J’aime rappeler que c’est dans le vol vers Sao Paulo et Aparecida que le Saint-Père Benoît XVI a dit ces paroles prémonitoires au sujet de l’Amérique latine : « Je suis convaincu, a-t-il affirmé au cours d’une conférence de presse informelle, que c’est ici que se décide, au moins en partie – et une partie fondamentale – l’avenir de l’Église catholique : pour moi, ceci a toujours été une évidence ». Cela n’a pas échappé au pape Benoît qui allait rencontrer plus des 40% de catholiques du monde entier (qui, avec les communautés hispaniques des États-Unis et du Canada, en représentent presque la moitié !) et une Amérique latine qui n’était déjà plus une périphérie en retard, marginalisée et méprisée mais une région fortement émergente sur la scène internationale.

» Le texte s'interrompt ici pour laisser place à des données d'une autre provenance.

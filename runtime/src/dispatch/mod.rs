//! C2 — `DispatchManager`: lane ownership, credential selection, and the
//! bounded worker pool that actually talks to the upstream LLM.
//!
//! The 5:1 MAIN:BACKUP distribution is grounded directly on
//! `agents/runner.py`'s `AIServiceManager.get_api_for_next_request` (a
//! counter-mod-6 check under a lock); the async-collapsed worker pool is the
//! Open-Question decision recorded in `SPEC_FULL.md` §9 — a bounded
//! `tokio::sync::Semaphore` stands in for a separate thread pool, so the
//! release engine (which never acquires a permit) cannot deadlock against it.

use crate::config::{Config, Credentials};
use crate::conversation::ConversationMessage;
use crate::error::DispatchError;
use crate::llm::{ChatCompletionRequest, LlmClient, ModelNames};
use crate::queue::{LaneStatsSnapshot, RateLimitedQueue};
use crate::types::{CredentialKind, ExtractionKind};
use futures::stream::BoxStream;
use parking_lot::Mutex;
use std::collections::HashMap;
use std::sync::atomic::{AtomicU64, Ordering};
use std::sync::Arc;
use tokio::sync::Semaphore;

#[derive(Debug, Clone, Copy, Default)]
pub struct CredentialCounters {
    pub total_calls: u64,
    pub in_flight: u64,
    pub completed: u64,
    pub failed: u64,
}

#[derive(Debug, Clone)]
pub struct DispatchStats {
    pub chat_lane: LaneStatsSnapshot,
    pub memory_lane: LaneStatsSnapshot,
    pub credentials: HashMap<CredentialKind, CredentialCounters>,
}

fn extraction_instruction(kind: ExtractionKind) -> &'static str {
    match kind {
        ExtractionKind::RoundSummary => {
            "Summarize the key points of this conversation round in a few sentences.\n\n"
        }
        ExtractionKind::ConversationChunk => {
            "Summarize this conversation chunk, preserving important facts the user shared.\n\n"
        }
        ExtractionKind::Generic => "Summarize the following for long-term memory.\n\n",
    }
}

pub struct DispatchManager {
    chat_lane: Arc<RateLimitedQueue>,
    memory_lane: Arc<RateLimitedQueue>,
    llm: Arc<dyn LlmClient>,
    credentials: Credentials,
    models: ModelNames,
    embedding_dim: usize,
    distribution_counter: AtomicU64,
    worker_semaphore: Arc<Semaphore>,
    credential_stats: Mutex<HashMap<CredentialKind, CredentialCounters>>,
}

impl DispatchManager {
    pub fn new(config: &Config, llm: Arc<dyn LlmClient>) -> Arc<Self> {
        Arc::new(Self {
            chat_lane: RateLimitedQueue::new("chat", config.chat_lane.clone()),
            memory_lane: RateLimitedQueue::new("memory", config.memory_lane.clone()),
            llm,
            credentials: config.credentials.clone(),
            models: ModelNames::default(),
            embedding_dim: config.embedding_dim,
            distribution_counter: AtomicU64::new(0),
            worker_semaphore: Arc::new(Semaphore::new(config.worker_pool_size)),
            credential_stats: Mutex::new(HashMap::new()),
        })
    }

    /// Start both lanes' release engines. Must be called once before any
    /// `admit` can ever resolve as `Released`.
    pub fn start(&self) {
        self.chat_lane.start();
        self.memory_lane.start();
    }

    /// Stop both lanes, draining every outstanding admission as
    /// `ShuttingDown`.
    pub async fn stop(&self) {
        tracing::info!("dispatch manager shutting down");
        self.chat_lane.stop().await;
        self.memory_lane.stop().await;
    }

    pub fn stats(&self) -> DispatchStats {
        DispatchStats {
            chat_lane: self.chat_lane.stats(),
            memory_lane: self.memory_lane.stats(),
            credentials: self.credential_stats.lock().clone(),
        }
    }

    fn select_chat_credential(&self) -> (CredentialKind, String) {
        let count = self.distribution_counter.fetch_add(1, Ordering::SeqCst) + 1;
        if count % 6 == 0 {
            (CredentialKind::Backup, self.credentials.backup_api_key.clone())
        } else {
            (CredentialKind::Main, self.credentials.main_api_key.clone())
        }
    }

    fn select_memory_credential(&self) -> (CredentialKind, String) {
        match &self.credentials.memory_api_key {
            Some(key) => (CredentialKind::Memory, key.clone()),
            None => {
                tracing::warn!("MEMORY credential absent; falling back to BACKUP");
                (CredentialKind::Backup, self.credentials.backup_api_key.clone())
            }
        }
    }

    fn record_call_start(&self, kind: CredentialKind) {
        let mut stats = self.credential_stats.lock();
        let entry = stats.entry(kind).or_default();
        entry.total_calls += 1;
        entry.in_flight += 1;
    }

    fn record_call_end(&self, kind: CredentialKind, success: bool) {
        let mut stats = self.credential_stats.lock();
        let entry = stats.entry(kind).or_default();
        entry.in_flight = entry.in_flight.saturating_sub(1);
        if success {
            entry.completed += 1;
        } else {
            entry.failed += 1;
        }
    }

    pub async fn run_chat(
        &self,
        messages: Vec<ConversationMessage>,
        model: Option<String>,
    ) -> Result<String, DispatchError> {
        let waited = self.chat_lane.admit().await?;
        let (credential, api_key) = self.select_chat_credential();
        self.record_call_start(credential);

        let permit = self
            .worker_semaphore
            .clone()
            .acquire_owned()
            .await
            .expect("worker semaphore is never closed");

        let request = ChatCompletionRequest {
            model: model.unwrap_or_else(|| self.models.chat.clone()),
            messages,
            temperature: 0.7,
            max_tokens: None,
        };

        let result = self.llm.chat_completion(&api_key, request).await;
        drop(permit);
        self.record_call_end(credential, result.is_ok());

        tracing::info!(
            credential = %credential,
            waited_ms = waited.as_millis() as u64,
            ok = result.is_ok(),
            "chat call dispatched"
        );

        result.map(|r| r.content)
    }

    pub async fn run_chat_stream(
        &self,
        messages: Vec<ConversationMessage>,
        model: Option<String>,
    ) -> Result<BoxStream<'static, Result<String, DispatchError>>, DispatchError> {
        use futures::StreamExt;

        let _waited = self.chat_lane.admit().await?;
        let (credential, api_key) = self.select_chat_credential();
        self.record_call_start(credential);

        let permit = self
            .worker_semaphore
            .clone()
            .acquire_owned()
            .await
            .expect("worker semaphore is never closed");

        let request = ChatCompletionRequest {
            model: model.unwrap_or_else(|| self.models.chat.clone()),
            messages,
            temperature: 0.7,
            max_tokens: None,
        };

        match self.llm.chat_completion_stream(&api_key, request).await {
            Ok(stream) => {
                self.record_call_end(credential, true);
                // The permit rides along inside the closure so it is held for
                // the lifetime of the stream, not just until it starts.
                Ok(stream.map(move |item| {
                    let _keep_alive = &permit;
                    item
                }).boxed())
            }
            Err(e) => {
                self.record_call_end(credential, false);
                Err(e)
            }
        }
    }

    /// Embedding failures degrade to a zero vector of the configured
    /// dimension (§4.2, §9) rather than propagating — a pragmatic fallback
    /// inherited from the original implementation's `[0.0] * 1536`.
    pub async fn embed(&self, text: &str) -> Result<Vec<f32>, DispatchError> {
        let _waited = self.memory_lane.admit().await?;
        let (credential, api_key) = self.select_memory_credential();
        self.record_call_start(credential);

        let permit = self
            .worker_semaphore
            .clone()
            .acquire_owned()
            .await
            .expect("worker semaphore is never closed");

        let result = self
            .llm
            .embedding(&api_key, &self.models.embedding, text)
            .await;
        drop(permit);

        match result {
            Ok(vector) => {
                self.record_call_end(credential, true);
                Ok(vector)
            }
            Err(e) => {
                self.record_call_end(credential, false);
                tracing::warn!(error = %e, "embedding call failed; returning zero-vector fallback");
                Ok(vec![0.0; self.embedding_dim])
            }
        }
    }

    pub async fn extract_memory(
        &self,
        conversation_text: &str,
        kind: ExtractionKind,
    ) -> Result<String, DispatchError> {
        let _waited = self.memory_lane.admit().await?;
        let (credential, api_key) = self.select_memory_credential();
        self.record_call_start(credential);

        let permit = self
            .worker_semaphore
            .clone()
            .acquire_owned()
            .await
            .expect("worker semaphore is never closed");

        let prompt = format!("{}{}", extraction_instruction(kind), conversation_text);
        let request = ChatCompletionRequest {
            model: self.models.extraction.clone(),
            messages: vec![ConversationMessage::user(prompt)],
            temperature: 0.3,
            max_tokens: Some(400),
        };

        let result = self.llm.chat_completion(&api_key, request).await;
        drop(permit);
        self.record_call_end(credential, result.is_ok());

        result.map(|r| r.content)
    }
}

Avec le pape François, l’Amérique latine redonne à l’Église universelle le meilleur d’elle-même ; elle remet au centre du monde catholique le trésor de la tradition catholique, profondément inculturée dans l’histoire et dans la vie de nos peuples, et qui lui avait été apportée cinq siècles auparavant à travers la première évangélisation des missionnaires européens, surtout espagnols et portugais. Il est certain que, s’il y a aujourd’hui chez notre peuple une saine fierté pour le premier pape latino-américain, les Églises d’Amérique latine doivent cependant se montrer dignes de la position singulière où la Providence les a placées. Elles doivent assumer des exigences et des responsabilités accrues qui se déclinent, pourrait-on dire, à trois niveaux.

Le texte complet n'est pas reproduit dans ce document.